Williams College (Tuition and fees: $63,290) has undertaken an “Uncomfortable Learning” Speaker Series in order to provide intellectual diversity on a campus where (like most campuses) left-leaning sentiment prevails. What a good idea! How is it working out? The conservative writer Suzanne Venker was invited to speak in this series. But when word got out that an alternative point of view might be coming to Williams, angry students demanded her invitation be rescinded. It was.

Explaining their decision, her hosts noted that the prospect of her visit was “stirring a lot of angry reactions among students on campus.” So Suzanne Venker joins a long and distinguished list of people—including Ayaan Hirsi Ali, George Will, and Charles Murray—first invited then disinvited to speak on campus. It’s been clear for some time that such interdictions are not bizarre exceptions. On the contrary, they are perfect reflections of an ingrained hostility to free speech—and, beyond that, to free thought—in academia.

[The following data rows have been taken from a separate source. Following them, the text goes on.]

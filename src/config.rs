//! Cells service configuration

use std::path::Path;
use std::time::Duration;

use serde::{Deserialize, Serialize};

use crate::address::{CELL_ITEM_SEPARATOR, DEFAULT_PATH_SEPARATOR, HOST_SEPARATOR};
use crate::error::{CellError, Result};

const DEFAULT_UPDATED_AT_THRESHOLD_SECS: u64 = 3600;
const DEFAULT_UPDATE_NUM_INSTANCES: usize = 1;
const DEFAULT_HEAL_INTERVAL_SECS: u64 = 60;
const DEFAULT_UPDATE_PARENTS_INTERVAL_SECS: u64 = 60;

fn default_updated_at_threshold() -> u64 {
    DEFAULT_UPDATED_AT_THRESHOLD_SECS
}

fn default_update_num_instances() -> usize {
    DEFAULT_UPDATE_NUM_INSTANCES
}

fn default_heal_interval_secs() -> u64 {
    DEFAULT_HEAL_INTERVAL_SECS
}

fn default_update_parents_interval_secs() -> u64 {
    DEFAULT_UPDATE_PARENTS_INTERVAL_SECS
}

fn default_compute_topic() -> String {
    "compute".to_string()
}

fn default_path_separator() -> char {
    DEFAULT_PATH_SEPARATOR
}

/// Inter-cell communication driver
#[derive(Debug, Clone, Copy, Default, PartialEq, Eq, Serialize, Deserialize)]
#[serde(rename_all = "kebab-case")]
pub enum DriverKind {
    /// In-process mailboxes, see [`crate::loopback`]
    #[default]
    Loopback,
}

/// Options recognized by the cells service
#[derive(Debug, Clone, PartialEq, Serialize, Deserialize)]
pub struct CellsConfig {
    /// Cells communication driver to use
    #[serde(default)]
    pub driver: DriverKind,

    /// Seconds after a resource changed during which it is still re-published.
    /// Zero re-publishes everything.
    #[serde(default = "default_updated_at_threshold")]
    pub instance_updated_at_threshold: u64,

    /// Resources re-published per reconciliation run
    #[serde(default = "default_update_num_instances")]
    pub instance_update_num_instances: usize,

    /// Seconds between reconciliation runs
    #[serde(default = "default_heal_interval_secs")]
    pub heal_interval_secs: u64,

    /// Seconds between capability/capacity pushes to parents
    #[serde(default = "default_update_parents_interval_secs")]
    pub update_parents_interval_secs: u64,

    /// Topic prefix of proxied management RPCs
    #[serde(default = "default_compute_topic")]
    pub compute_topic: String,

    /// Joins the segments of a cell path
    #[serde(default = "default_path_separator")]
    pub path_separator: char,

    /// Deadline for calls that do not give their own
    #[serde(default, skip_serializing_if = "Option::is_none")]
    pub call_timeout_secs: Option<u64>,
}

impl Default for CellsConfig {
    fn default() -> Self {
        Self {
            driver: DriverKind::default(),
            instance_updated_at_threshold: default_updated_at_threshold(),
            instance_update_num_instances: default_update_num_instances(),
            heal_interval_secs: default_heal_interval_secs(),
            update_parents_interval_secs: default_update_parents_interval_secs(),
            compute_topic: default_compute_topic(),
            path_separator: default_path_separator(),
            call_timeout_secs: None,
        }
    }
}

/// File layout: options live under `[cells]`
#[derive(Deserialize)]
struct ConfigFile {
    cells: CellsConfig,
}

impl CellsConfig {
    /// Parse TOML. Accepts either a `[cells]` table or a bare document.
    pub fn from_toml_str(text: &str) -> Result<Self> {
        let table: toml::Table = text
            .parse()
            .map_err(|e: toml::de::Error| CellError::Config(e.to_string()))?;
        let config = if table.contains_key("cells") {
            toml::from_str::<ConfigFile>(text).map(|f| f.cells)
        } else {
            toml::from_str::<CellsConfig>(text)
        }
        .map_err(|e| CellError::Config(e.to_string()))?;
        config.validate()?;
        Ok(config)
    }

    /// Read and parse a TOML file
    pub fn from_file(path: impl AsRef<Path>) -> Result<Self> {
        let path = path.as_ref();
        let text = std::fs::read_to_string(path)
            .map_err(|e| CellError::Config(format!("reading {}: {e}", path.display())))?;
        Self::from_toml_str(&text)
    }

    /// Reject option combinations the service cannot run with
    pub fn validate(&self) -> Result<()> {
        if [CELL_ITEM_SEPARATOR, HOST_SEPARATOR].contains(&self.path_separator) {
            return Err(CellError::Config(format!(
                "path_separator '{}' is reserved for addresses",
                self.path_separator
            )));
        }
        if self.instance_update_num_instances == 0 {
            return Err(CellError::Config("instance_update_num_instances must be at least 1".into()));
        }
        if self.heal_interval_secs == 0 || self.update_parents_interval_secs == 0 {
            return Err(CellError::Config("periodic task intervals must be non-zero".into()));
        }
        if self.compute_topic.is_empty() {
            return Err(CellError::Config("compute_topic must not be empty".into()));
        }
        Ok(())
    }

    /// Staleness window, `None` when the filter is disabled
    pub fn updated_at_threshold(&self) -> Option<Duration> {
        match self.instance_updated_at_threshold {
            0 => None,
            secs => Some(Duration::from_secs(secs)),
        }
    }

    pub fn heal_interval(&self) -> Duration {
        Duration::from_secs(self.heal_interval_secs)
    }

    pub fn update_parents_interval(&self) -> Duration {
        Duration::from_secs(self.update_parents_interval_secs)
    }

    pub fn call_timeout(&self) -> Option<Duration> {
        self.call_timeout_secs.map(Duration::from_secs)
    }
}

To put some numbers behind that perception, The William F. Buckley Jr. Program at Yale recently commissioned a survey from McLaughlin & Associates about attitudes towards free speech on campus. Some 800 students at a variety of colleges across the country were surveyed. The results, though not surprising, are nevertheless alarming. By a margin of 51 percent to 36 percent, students favor their school having speech codes to regulate speech for students and faculty. Sixty-three percent favor requiring professors to employ “trigger warnings” to alert students to material that might be discomfiting. One-third of the students polled could not identify the First Amendment as the part of the Constitution that dealt with free speech. Thirty-five percent said that the First Amendment does not protect “hate speech,” while 30 percent of self-identified liberal students say the First Amendment is outdated. With the assault on free speech and the First Amendment proceeding apace in institutions once dedicated to robust intellectual debate, it is no wonder that there are more and more calls to criminalize speech that dissents from the party line on any number of issues, from climate change to race relations, to feminism and sex.
And when brainwashing wins over the minds of the young generation, whether due to relentless propaganda, due to constant Apple Store "99 cent" diversions, due to a generational case of Stockholm Syndrome, or simply because said "brightest" minds were never that bright to begin with (the WEF ranked the U.S. at 52nd among 139 nations in the quality of its university math and science instruction) brainwashing wins, period.
Because if a majority of young U.S. intelligentsia freely hands over its one, most valuable civil liberty, then the nation has far greater concerns for its future than just how overvalued the so-called "market" is.